While Microsoft may have won a couple of sexual harassment cases by Rod Van
Mechelen and Joan L. Grove Brewer -- Rod, who begs in downtown Seattle at
times, and Joan, who's the whistle blower on Microsoft's dirty tricks -- it
has lost a few copyright battles recently. As well, Microsoft has also been
guilty of reverse engineering in the past.

]

                ON COPYRIGHT BATTLES AND REVERSE ENGINEERING

Let's listen to Joan tell us about reverse engineering and a few legal
cases Microsoft has lost over the years:

     "... They reverse engineer everything and [steal] it.  I've
     still got one of my e-mails to Gates about Steve Salsbery
     literally bragging about it.  I think at last week's Game
     [Software Development Kit] (SDK) seminar in the Bay it was
     a pretty hot topic.  Microsoft doesn't even cover the fact.
     ... They stole AVI from Apple and were caught [and] they
     stole Stac's software too.  But I did a nice little
     declaration for Stac's attorney when MS tried to shit on
     them and nothing puts the fear of god in MS's face than the
     idea that I might ever end up deposed in any lawsuit.  Gates
     always flips when anyone starts asking him anything personal.
     I even told that to the guy who won the case against MS in
     Hawaii.  He won out of court quite big.  He's gagged!  The
     people with the trout ponds won and I helped them.  They are
     gagged too."1,2,3

One cannot help but note how ironic these charges are in light of what
happened to Bill Gates in the past.

Many years ago, Gates once wrote an editorial in a software trade journal
about software piracy. At that time, his version of BASIC for the defunct
Altair 8800 had been copied without permission by computer hobbyists.

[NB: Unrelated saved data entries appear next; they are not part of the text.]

//! `SessionActor` - per-session actor that owns membership.
//!
//! Each `SessionActor`:
//! - Owns the member set of one live session (the host is tracked apart)
//! - Serializes every membership change for that session
//! - Emits `SessionMemberAdded` / `SessionMemberRemoved` for multipoint sessions
//! - Emits `SessionLost` exactly once when the session ends
//!
//! # Lifecycle
//!
//! 1. Spawned by the session registry with the first joiner
//! 2. Members added and removed through the handle
//! 3. Closed when the last member leaves or on a forced `Close`
//!
//! A closed actor refuses further joins with `NotFound`, so a join racing
//! the final leave never resurrects a destroyed session.
//!
//! The actor and its handle share a loss flag. Whichever side sets it first
//! emits `SessionLost`; the registry uses this to stop an actor that did not
//! answer a close in time without reporting the loss twice.

use super::dispatcher::EventDispatcher;
use super::messages::{BusEvent, SessionInfo, SessionMessage};
use super::metrics::{ActorType, MailboxMonitor};
use crate::errors::BusError;
use crate::listeners::SessionLostReason;

use common::types::{SessionId, SessionOpts, SessionPort};
use std::collections::BTreeSet;
use std::sync::atomic::{AtomicBool, Ordering};
use std::sync::Arc;
use tokio::sync::mpsc;
use tokio::task::JoinHandle;
use tokio_util::sync::CancellationToken;
use tracing::{debug, info, instrument, warn};

/// Default channel buffer size for the session mailbox.
const SESSION_CHANNEL_BUFFER: usize = 256;

/// Handle to a `SessionActor`.
#[derive(Clone)]
pub struct SessionActorHandle {
    sender: mpsc::Sender<SessionMessage>,
    cancel_token: CancellationToken,
    session_id: SessionId,
    loss_reported: Arc<AtomicBool>,
}

impl SessionActorHandle {
    #[must_use]
    pub fn session_id(&self) -> SessionId {
        self.session_id
    }

    /// Add `member`, joining through `port`.
    ///
    /// Returns the updated session. Re-adding an existing member is a no-op.
    pub async fn add_member(
        &self,
        member: String,
        port: SessionPort,
    ) -> Result<SessionInfo, BusError> {
        let (tx, rx) = tokio::sync::oneshot::channel();
        self.sender
            .send(SessionMessage::AddMember {
                member,
                port,
                respond_to: tx,
            })
            .await
            .map_err(|_| BusError::session_not_found(self.session_id))?;

        rx.await
            .map_err(|e| BusError::Internal(format!("response receive failed: {e}")))?
    }

    /// Remove `member`. Returns the number of members left.
    pub async fn remove_member(&self, member: String) -> Result<usize, BusError> {
        let (tx, rx) = tokio::sync::oneshot::channel();
        self.sender
            .send(SessionMessage::RemoveMember {
                member,
                respond_to: tx,
            })
            .await
            .map_err(|_| BusError::session_not_found(self.session_id))?;

        rx.await
            .map_err(|e| BusError::Internal(format!("response receive failed: {e}")))?
    }

    /// Get current session state.
    pub async fn get_info(&self) -> Result<SessionInfo, BusError> {
        let (tx, rx) = tokio::sync::oneshot::channel();
        self.sender
            .send(SessionMessage::GetInfo { respond_to: tx })
            .await
            .map_err(|_| BusError::session_not_found(self.session_id))?;

        rx.await
            .map_err(|e| BusError::Internal(format!("response receive failed: {e}")))
    }

    /// Destroy the session regardless of membership.
    ///
    /// Returns the final state.
    pub async fn close(&self, reason: SessionLostReason) -> Result<SessionInfo, BusError> {
        let (tx, rx) = tokio::sync::oneshot::channel();
        self.sender
            .send(SessionMessage::Close {
                reason,
                respond_to: tx,
            })
            .await
            .map_err(|_| BusError::session_not_found(self.session_id))?;

        rx.await
            .map_err(|e| BusError::Internal(format!("response receive failed: {e}")))
    }

    /// Cancel the session actor without emitting events.
    pub fn cancel(&self) {
        self.cancel_token.cancel();
    }

    /// Stop the actor and take over its `SessionLost` report.
    ///
    /// Returns false if the actor already reported the loss itself.
    pub fn abandon(&self) -> bool {
        let claimed = !self.loss_reported.swap(true, Ordering::SeqCst);
        self.cancel_token.cancel();
        claimed
    }

    #[must_use]
    pub fn is_cancelled(&self) -> bool {
        self.cancel_token.is_cancelled()
    }
}

/// The `SessionActor` implementation.
pub struct SessionActor {
    session_id: SessionId,
    receiver: mpsc::Receiver<SessionMessage>,
    cancel_token: CancellationToken,
    host: String,
    host_port: SessionPort,
    opts: SessionOpts,
    members: BTreeSet<String>,
    created_at: i64,
    /// Set once the session has been destroyed; the loop exits and drains.
    closed: bool,
    loss_reported: Arc<AtomicBool>,
    dispatcher: EventDispatcher,
    mailbox: MailboxMonitor,
}

impl SessionActor {
    /// Spawn a new session actor with its first joiner.
    ///
    /// Returns a handle and the task join handle.
    ///
    /// # Arguments
    ///
    /// * `session_id` - Freshly minted id
    /// * `host` - Unique name of the hosting attachment
    /// * `host_port` - Port the session was joined through
    /// * `opts` - Host session options (decides multipoint)
    /// * `first_member` - Joiner whose negotiation created the session
    /// * `cancel_token` - Child of the registry's token
    /// * `dispatcher` - Event sink for membership and loss events
    #[allow(clippy::too_many_arguments)]
    pub fn spawn(
        session_id: SessionId,
        host: String,
        host_port: SessionPort,
        opts: SessionOpts,
        first_member: String,
        cancel_token: CancellationToken,
        dispatcher: EventDispatcher,
    ) -> (SessionActorHandle, JoinHandle<()>) {
        let (sender, receiver) = mpsc::channel(SESSION_CHANNEL_BUFFER);
        let loss_reported = Arc::new(AtomicBool::new(false));

        let actor = Self {
            session_id,
            receiver,
            cancel_token: cancel_token.clone(),
            host,
            host_port,
            opts,
            members: BTreeSet::from([first_member]),
            created_at: chrono::Utc::now().timestamp(),
            closed: false,
            loss_reported: Arc::clone(&loss_reported),
            dispatcher,
            mailbox: MailboxMonitor::new(ActorType::Session, session_id.to_string()),
        };

        let task_handle = tokio::spawn(actor.run());

        let handle = SessionActorHandle {
            sender,
            cancel_token,
            session_id,
            loss_reported,
        };

        (handle, task_handle)
    }

    #[instrument(skip_all, name = "bus.actor.session", fields(session_id = %self.session_id))]
    async fn run(mut self) {
        info!(
            target: "bus.actor.session",
            session_id = %self.session_id,
            host_port = self.host_port,
            multipoint = self.opts.is_multipoint,
            "SessionActor started"
        );

        loop {
            tokio::select! {
                () = self.cancel_token.cancelled() => {
                    debug!(
                        target: "bus.actor.session",
                        session_id = %self.session_id,
                        "SessionActor received cancellation signal"
                    );
                    break;
                }

                msg = self.receiver.recv() => {
                    match msg {
                        Some(message) => {
                            self.mailbox.record_enqueue();
                            self.handle_message(message);
                            self.mailbox.record_dequeue();
                            if self.closed {
                                break;
                            }
                        }
                        None => {
                            debug!(
                                target: "bus.actor.session",
                                session_id = %self.session_id,
                                "SessionActor channel closed, exiting"
                            );
                            break;
                        }
                    }
                }
            }
        }

        if self.closed {
            self.drain_after_close();
        }

        info!(
            target: "bus.actor.session",
            session_id = %self.session_id,
            members = self.members.len(),
            messages_processed = self.mailbox.messages_processed(),
            "SessionActor stopped"
        );
    }

    /// Answer everything queued behind the message that closed the session.
    ///
    /// Adds and removes get `NotFound`; reads get the final state.
    fn drain_after_close(&mut self) {
        self.receiver.close();
        let mut drained = 0usize;
        while let Ok(message) = self.receiver.try_recv() {
            self.handle_message(message);
            drained += 1;
        }
        if drained > 0 {
            debug!(
                target: "bus.actor.session",
                session_id = %self.session_id,
                drained,
                "Answered requests queued behind session close"
            );
        }
    }

    fn handle_message(&mut self, message: SessionMessage) {
        match message {
            SessionMessage::AddMember {
                member,
                port,
                respond_to,
            } => {
                let result = self.handle_add(member, port);
                let _ = respond_to.send(result);
            }

            SessionMessage::RemoveMember { member, respond_to } => {
                let result = self.handle_remove(&member);
                let _ = respond_to.send(result);
            }

            SessionMessage::GetInfo { respond_to } => {
                let _ = respond_to.send(self.info());
            }

            SessionMessage::Close { reason, respond_to } => {
                self.close(reason);
                let _ = respond_to.send(self.info());
            }
        }
    }

    fn handle_add(&mut self, member: String, port: SessionPort) -> Result<SessionInfo, BusError> {
        if self.closed {
            return Err(BusError::session_not_found(self.session_id));
        }
        if port != self.host_port {
            return Err(BusError::Conflict(format!(
                "session {} is hosted on port {}, not {port}",
                self.session_id, self.host_port
            )));
        }
        if self.members.contains(&member) {
            return Ok(self.info());
        }
        if !self.opts.is_multipoint && !self.members.is_empty() {
            warn!(
                target: "bus.actor.session",
                session_id = %self.session_id,
                "Second joiner refused on point-to-point session"
            );
            return Err(BusError::Conflict(format!(
                "session {} is point-to-point and already joined",
                self.session_id
            )));
        }

        self.members.insert(member.clone());
        debug!(
            target: "bus.actor.session",
            session_id = %self.session_id,
            members = self.members.len(),
            "Member added"
        );
        if self.opts.is_multipoint {
            self.dispatcher.enqueue(BusEvent::SessionMemberAdded {
                session_id: self.session_id,
                member,
            });
        }
        Ok(self.info())
    }

    fn handle_remove(&mut self, member: &str) -> Result<usize, BusError> {
        if self.closed {
            return Err(BusError::session_not_found(self.session_id));
        }
        if !self.members.remove(member) {
            return Err(BusError::NotFound(format!(
                "member {member} of session {}",
                self.session_id
            )));
        }

        debug!(
            target: "bus.actor.session",
            session_id = %self.session_id,
            members = self.members.len(),
            "Member removed"
        );
        if self.opts.is_multipoint {
            self.dispatcher.enqueue(BusEvent::SessionMemberRemoved {
                session_id: self.session_id,
                member: member.to_string(),
            });
        }

        let remaining = self.members.len();
        if remaining == 0 {
            self.close(SessionLostReason::RemoteEndLeftSession);
        }
        Ok(remaining)
    }

    fn close(&mut self, reason: SessionLostReason) {
        if self.closed {
            return;
        }
        self.closed = true;
        if self.loss_reported.swap(true, Ordering::SeqCst) {
            debug!(
                target: "bus.actor.session",
                session_id = %self.session_id,
                "Loss already reported by the registry"
            );
            return;
        }
        info!(
            target: "bus.actor.session",
            session_id = %self.session_id,
            reason = reason.as_str(),
            "Session lost"
        );
        self.dispatcher.enqueue(BusEvent::SessionLost {
            session_id: self.session_id,
            reason,
        });
    }

    fn info(&self) -> SessionInfo {
        SessionInfo {
            session_id: self.session_id,
            host: self.host.clone(),
            host_port: self.host_port,
            opts: self.opts,
            is_multipoint: self.opts.is_multipoint,
            members: self.members.clone(),
            created_at: self.created_at,
        }
    }
}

Yet, within his programming department at Microsoft, some members of Gates'
staff have reportedly reverse engineered a software competitor's product
many times. Another time, around 1989, they may have inserted undocumented
code into betas of OS/2 1.3 to make IBM look bad. [They also doctored
Windows 3.1 to give false errors if DR-DOS was the base Operating System. -
SHK 96/09/20]

                  HOW TO THWART MICROSOFT'S CODE STEALING

But Joan outlines a simple plan to thwart Microsoft's legal department:

     "The way you beat these people is very simple.  You start a
     very bad rumor, [and] let the gossip mill go nuts for a while
     at MS.  Then you send letters to them as one attorney to the
     other, saying you had an engineer who worked as a tester, who
     for now will remain un-named, who claims Microsoft reverse
     engineered their program.  Then see if they want to license
     some of the code.  Do you know that Steve Jobs sold some
     software to Gates?  :)  He may soon be selling [them] even
     more.  You don't fight a beast.  You lure them into a trap
     and let them take out themselves."1

Obviously, when Joan saw software thievery and reverse engineering going
on, she had to do something about it, especially when management knew
nothing about it. And that's exactly what she did, without naming names, of
course. For Joan, she "didn't do it for legal reasons."1

"Stealing code without documentation is very dangerous," declares Joan.
"It's extremely difficult to do and even more difficult to debug." In fact,
it's so impossible to debug that "IBM [calls] MS code kitty litter because
of this. The poor quality of all [Microsoft's] software is due to
stealing."1

Having said that, Joan is too worried about Microsoft programmers' code.
Not yet, anyway. She even has advice for the competition: "They should make
a crap version as a new beta and lure [Microsoft]. This is not hard to do.
[Microsoft] will think it's even better [than it really is] and get
burned."1

                MICROSOFT GETS CAUGHT BREAKING INTO BORLAND

Since Microsoft was involved in such dirty tricks, this reporter wonders if
it ever got caught trying to steal other people's ideas.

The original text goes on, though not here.